THE PROBLEM: Return precisely the opening lines of the listing below, ending with the line that contains "pub mod evaluator;".

DATA TO PROCESS:

// Resume ↔ job posting matching.
// Flow: scheduler/handlers → runner → cache →
//       (store hit | evaluator → scorer → store insert).
// All model calls go through llm_client via scorer::LlmScorer.

pub mod cache;
pub mod evaluator;
pub mod fingerprint;
pub mod handlers;
pub mod prompts;
pub mod registry;
pub mod runner;
pub mod scheduler;
pub mod scorer;
pub mod store;
mod config;
mod db;
mod errors;
mod llm_client;
mod matching;
mod models;
mod routes;
mod state;

#[cfg(test)]
mod testing;

use anyhow::Result;
use std::net::SocketAddr;
use std::sync::Arc;
use tower_http::trace::TraceLayer;
use tracing::{info, warn};
use tracing_subscriber::{layer::SubscriberExt, util::SubscriberInitExt, EnvFilter};

use crate::config::Config;
use crate::db::create_pool;
use crate::llm_client::LlmClient;
use crate::matching::cache::ComparisonCache;
use crate::matching::evaluator::MatchEvaluator;
use crate::matching::registry::{PgSubjectRegistry, PgTargetRegistry};
use crate::matching::runner::BatchMatchRunner;
use crate::matching::scheduler::WeeklyScheduler;
use crate::matching::scorer::LlmScorer;
use crate::matching::store::PgComparisonStore;
use crate::routes::build_router;
use crate::state::AppState;

#[tokio::main]
async fn main() -> Result<()> {
    // Load configuration first (fails on missing required env vars)
    let config = Config::from_env()?;

    // Initialize structured logging
    tracing_subscriber::registry()
        .with(EnvFilter::try_from_default_env().unwrap_or_else(|_| {
            EnvFilter::new(format!("{}={}", env!("CARGO_PKG_NAME"), &config.rust_log))
        }))
        .with(tracing_subscriber::fmt::layer())
        .init();

    info!("Starting jobmatch v{}", env!("CARGO_PKG_VERSION"));

    // Initialize PostgreSQL
    let db = create_pool(&config.database_url, config.database_max_connections).await?;
    sqlx::migrate!().run(&db).await?;
    info!("Database migrations applied");

    // Initialize LLM client
    let llm = LlmClient::new(config.anthropic_api_key.clone())?;
    info!("LLM client initialized (model: {})", llm_client::MODEL);

    let evaluator = MatchEvaluator::new(
        Arc::new(LlmScorer(llm)),
        config.match_threshold,
        config.scorer_timeout,
    );
    let cache = ComparisonCache::new(Arc::new(PgComparisonStore::new(db.clone())), evaluator);
    let runner = Arc::new(BatchMatchRunner::new(
        Arc::new(PgSubjectRegistry::new(db.clone())),
        Arc::new(PgTargetRegistry::new(db)),
        cache,
    ));
    info!(
        "Matching configured (threshold: {}, scorer timeout: {:?})",
        config.match_threshold, config.scorer_timeout
    );

    let mut scheduler = WeeklyScheduler::new(config.weekly_schedule);
    if config.weekly_match_enabled {
        scheduler.start(runner.clone());
        if let Some(first) = scheduler.first_run_at() {
            info!(
                "Weekly match scheduler {:?}, first run at {}",
                scheduler.status(),
                first.to_rfc3339()
            );
        }
    } else {
        info!("Weekly match scheduler disabled (set ENABLE_WEEKLY_MATCH=true to enable)");
    }

    let state = AppState { runner };

    // Build router
    let app = build_router(state).layer(TraceLayer::new_for_http());

    let addr: SocketAddr = format!("0.0.0.0:{}", config.port).parse()?;
    info!("Listening on {addr}");

    let listener = tokio::net::TcpListener::bind(addr).await?;
    axum::serve(listener, app)
        .with_graceful_shutdown(shutdown_signal())
        .await?;

    scheduler.stop();
    info!("Shut down cleanly");

    Ok(())
}

async fn shutdown_signal() {
    if let Err(e) = tokio::signal::ctrl_c().await {
        warn!("Failed to listen for Ctrl-C: {e}");
        std::future::pending::<()>().await;
    }
    info!("Shutdown signal received");
}
use serde::{Deserialize, Serialize};
use sqlx::FromRow;
use uuid::Uuid;

/// A resume owned by the external subject registry. The core only reads the id and text.
#[derive(Debug, Clone, Serialize, Deserialize, FromRow)]
pub struct SubjectRow {
    pub id: Uuid,
    pub profile_text: Option<String>,
}

impl SubjectRow {
    /// Returns the extracted profile text, or `None` when it is absent or blank.
    pub fn usable_text(&self) -> Option<&str> {
        self.profile_text
            .as_deref()
            .filter(|text| !text.trim().is_empty())
    }
}
//! Content fingerprints used to detect whether previously scored text changed.

use sha2::{Digest, Sha256};

/// Hex-encoded SHA-256 of the exact bytes of `text`.
///
/// Unsalted, so a fingerprint stays valid across restarts and hosts.
/// The empty string hashes like any other input.
pub fn fingerprint(text: &str) -> String {
    let mut hasher = Sha256::new();
    hasher.update(text.as_bytes());
    hex::encode(hasher.finalize())
}

#[cfg(test)]
mod tests {
    use super::*;

    #[test]
    fn test_fingerprint_matches_sha256_vector() {
        assert_eq!(
            fingerprint("hello world"),
            "b94d27b9934d3e08a52e52d7da7dabfac484efe37a5380ee9088f7ace2efcde9"
        );
    }

    #[test]
    fn test_empty_text_has_well_defined_fingerprint() {
        assert_eq!(
            fingerprint(""),
            "e3b0c44298fc1c149afbf4c8996fb92427ae41e4649b934ca495991b7852b855"
        );
    }

    #[test]
    fn test_fingerprint_is_deterministic() {
        let text = "Java developer, 5 years";
        assert_eq!(fingerprint(text), fingerprint(text));
    }

    #[test]
    fn test_whitespace_changes_fingerprint() {
        assert_ne!(
            fingerprint("Java developer"),
            fingerprint("Java developer ")
        );
    }
}
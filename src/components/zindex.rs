//! Z-index component for render ordering.
//!
//! The [`ZIndex`] component controls the drawing order of sprites. Entities
//! with higher z-index values are drawn on top of those with lower values.
//! Tiles are always painted before any sprite.

use bevy_ecs::prelude::Component;

/// Rendering order hint for 2D drawing.
///
/// Higher values are drawn later (on top). Entities without a `ZIndex` sort
/// as `ZIndex(0)`.
#[derive(Component, Clone, Copy, Debug, Default, PartialEq, Eq, PartialOrd, Ord)]
pub struct ZIndex(pub i32);
//! ECS resources made available to systems.
//!
//! Long-lived data injected into the ECS world: the tile map and its atlas,
//! sprite sheets, timing, input, camera and the raylib-owned asset stores.
//! Resources holding GPU handles (`TextureStore`, `FontStore`,
//! `ShaderStore`, `RenderTarget`) are non-send and live on the main thread.
//!
//! Overview
//! - `camera` – pan offset shared by the map and sprites
//! - `debugmode` – presence enables the debug HUD lines
//! - `fontstore` – loaded fonts with fixed glyph metrics
//! - `gameconfig` – INI-backed window, render and map settings
//! - `input` – per-frame keyboard state of keys relevant to the demo
//! - `rendertarget` – fixed-resolution texture the scene is drawn into
//! - `shaderstore` – loaded fragment shaders and their uniform locations
//! - `spritesheet` – frame grids and animation tables
//! - `texturestore` – loaded textures keyed by string IDs
//! - `tileatlas` – tile kind to tileset frame lookup
//! - `tilemap` – square isometric tile grid and its draw order
//! - `windowsize` – actual window size and letterbox math
//! - `worldtime` – simulation time, delta and FPS counter
pub mod camera;
pub mod debugmode;
pub mod fontstore;
pub mod gameconfig;
pub mod input;
pub mod rendertarget;
pub mod shaderstore;
pub mod spritesheet;
pub mod texturestore;
pub mod tileatlas;
pub mod tilemap;
pub mod windowsize;
pub mod worldtime;
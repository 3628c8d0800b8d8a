//! Game configuration resource.
//!
//! Manages settings loaded from an INI configuration file. Provides defaults
//! for safe startup and methods to load/save configuration.
//!
//! # Configuration File Format
//!
//! ```ini
//! [render]
//! width = 640
//! height = 360
//!
//! [window]
//! width = 1280
//! height = 720
//! target_fps = 60
//! vsync = true
//!
//! [map]
//! origin_x = 320
//! origin_y = 120
//! ```

use bevy_ecs::prelude::*;
use configparser::ini::Ini;
use log::info;
use raylib::prelude::Vector2;
use std::path::PathBuf;

use crate::error::{EngineError, Result};

/// Default safe values for startup
const DEFAULT_RENDER_WIDTH: u32 = 640;
const DEFAULT_RENDER_HEIGHT: u32 = 360;
const DEFAULT_WINDOW_WIDTH: u32 = 1280;
const DEFAULT_WINDOW_HEIGHT: u32 = 720;
const DEFAULT_TARGET_FPS: u32 = 60;
const DEFAULT_VSYNC: bool = true;
const DEFAULT_MAP_ORIGIN_X: f32 = 320.0;
const DEFAULT_MAP_ORIGIN_Y: f32 = 120.0;
const DEFAULT_CONFIG_PATH: &str = "./config.ini";

/// Game configuration resource.
///
/// Stores render resolution, window settings and where the tile map's
/// origin corner sits in world pixels.
#[derive(Resource, Debug, Clone, PartialEq)]
pub struct GameConfig {
    /// Internal render width in pixels.
    pub render_width: u32,
    /// Internal render height in pixels.
    pub render_height: u32,
    /// Window width in pixels.
    pub window_width: u32,
    /// Window height in pixels.
    pub window_height: u32,
    /// Target frames per second.
    pub target_fps: u32,
    /// Enable vertical sync.
    pub vsync: bool,
    /// World position of tile (0, 0).
    pub map_origin_x: f32,
    pub map_origin_y: f32,
    /// Path to the configuration file.
    pub config_path: PathBuf,
}

impl Default for GameConfig {
    fn default() -> Self {
        Self::new()
    }
}

impl GameConfig {
    /// Create a new configuration with safe default values.
    pub fn new() -> Self {
        Self {
            render_width: DEFAULT_RENDER_WIDTH,
            render_height: DEFAULT_RENDER_HEIGHT,
            window_width: DEFAULT_WINDOW_WIDTH,
            window_height: DEFAULT_WINDOW_HEIGHT,
            target_fps: DEFAULT_TARGET_FPS,
            vsync: DEFAULT_VSYNC,
            map_origin_x: DEFAULT_MAP_ORIGIN_X,
            map_origin_y: DEFAULT_MAP_ORIGIN_Y,
            config_path: PathBuf::from(DEFAULT_CONFIG_PATH),
        }
    }

    /// Create a new configuration with a custom config file path.
    pub fn with_path(path: impl Into<PathBuf>) -> Self {
        Self {
            config_path: path.into(),
            ..Self::new()
        }
    }

    /// Load configuration from the INI file.
    ///
    /// Missing values retain their current (default) values.
    /// Returns an error if the file cannot be read or parsed.
    pub fn load_from_file(&mut self) -> Result<()> {
        let mut config = Ini::new();
        config
            .load(&self.config_path)
            .map_err(|e| EngineError::config(format!("Failed to load config file: {}", e)))?;

        // [render] section
        if let Some(width) = config.getuint("render", "width").ok().flatten() {
            self.render_width = width as u32;
        }
        if let Some(height) = config.getuint("render", "height").ok().flatten() {
            self.render_height = height as u32;
        }

        // [window] section
        if let Some(width) = config.getuint("window", "width").ok().flatten() {
            self.window_width = width as u32;
        }
        if let Some(height) = config.getuint("window", "height").ok().flatten() {
            self.window_height = height as u32;
        }
        if let Some(fps) = config.getuint("window", "target_fps").ok().flatten() {
            self.target_fps = fps as u32;
        }
        if let Some(vsync) = config.getbool("window", "vsync").ok().flatten() {
            self.vsync = vsync;
        }

        // [map] section
        if let Some(x) = config.getfloat("map", "origin_x").ok().flatten() {
            self.map_origin_x = x as f32;
        }
        if let Some(y) = config.getfloat("map", "origin_y").ok().flatten() {
            self.map_origin_y = y as f32;
        }

        info!(
            "Loaded config: {}x{} render, {}x{} window, fps={}, vsync={}, map origin=({}, {})",
            self.render_width,
            self.render_height,
            self.window_width,
            self.window_height,
            self.target_fps,
            self.vsync,
            self.map_origin_x,
            self.map_origin_y
        );

        Ok(())
    }

    /// Save configuration to the INI file.
    ///
    /// Creates the file if it doesn't exist.
    pub fn save_to_file(&self) -> Result<()> {
        let mut config = Ini::new();

        // [render] section
        config.set("render", "width", Some(self.render_width.to_string()));
        config.set("render", "height", Some(self.render_height.to_string()));

        // [window] section
        config.set("window", "width", Some(self.window_width.to_string()));
        config.set("window", "height", Some(self.window_height.to_string()));
        config.set("window", "target_fps", Some(self.target_fps.to_string()));
        config.set("window", "vsync", Some(self.vsync.to_string()));

        // [map] section
        config.set("map", "origin_x", Some(self.map_origin_x.to_string()));
        config.set("map", "origin_y", Some(self.map_origin_y.to_string()));

        config
            .write(&self.config_path)
            .map_err(|e| EngineError::config(format!("Failed to save config file: {}", e)))?;

        info!("Saved config to {:?}", self.config_path);

        Ok(())
    }

    /// Get the window size.
    pub fn window_size(&self) -> (u32, u32) {
        (self.window_width, self.window_height)
    }

    /// Get the internal render size.
    pub fn render_size(&self) -> (u32, u32) {
        (self.render_width, self.render_height)
    }

    /// World position of tile (0, 0).
    pub fn map_origin(&self) -> Vector2 {
        Vector2 {
            x: self.map_origin_x,
            y: self.map_origin_y,
        }
    }
}

#[cfg(test)]
mod tests {
    use super::*;
    use std::fs;

    fn temp_path(name: &str) -> PathBuf {
        std::env::temp_dir().join(format!("critterfarm_{}_{}.ini", name, std::process::id()))
    }

    #[test]
    fn test_defaults() {
        let config = GameConfig::new();
        assert_eq!(config.render_size(), (640, 360));
        assert_eq!(config.window_size(), (1280, 720));
        assert_eq!(config.target_fps, 60);
        assert!(config.vsync);
    }

    #[test]
    fn test_partial_file_keeps_defaults() {
        let path = temp_path("partial");
        fs::write(&path, "[window]\nwidth = 800\nvsync = false\n\n[map]\norigin_x = 12.5\n").unwrap();

        let mut config = GameConfig::with_path(&path);
        config.load_from_file().unwrap();
        fs::remove_file(&path).ok();

        assert_eq!(config.window_width, 800);
        assert_eq!(config.window_height, 720);
        assert!(!config.vsync);
        assert_eq!(config.map_origin_x, 12.5);
        assert_eq!(config.map_origin_y, 120.0);
        assert_eq!(config.render_size(), (640, 360));
    }

    #[test]
    fn test_missing_file_is_config_error() {
        let mut config = GameConfig::with_path(temp_path("does_not_exist"));
        let err = config.load_from_file().unwrap_err();
        assert!(matches!(err, EngineError::Config(_)));
        assert_eq!(config.window_size(), (1280, 720));
    }

    #[test]
    fn test_save_then_load() {
        let path = temp_path("roundtrip");
        let mut saved = GameConfig::with_path(&path);
        saved.render_width = 320;
        saved.render_height = 180;
        saved.target_fps = 30;
        saved.map_origin_y = 64.0;
        saved.save_to_file().unwrap();

        let mut loaded = GameConfig::with_path(&path);
        loaded.load_from_file().unwrap();
        fs::remove_file(&path).ok();

        assert_eq!(loaded, saved);
    }
}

RESULT:
// Resume ↔ job posting matching.
// Flow: scheduler/handlers → runner → cache →
//       (store hit | evaluator → scorer → store insert).
// All model calls go through llm_client via scorer::LlmScorer.

pub mod cache;
pub mod evaluator;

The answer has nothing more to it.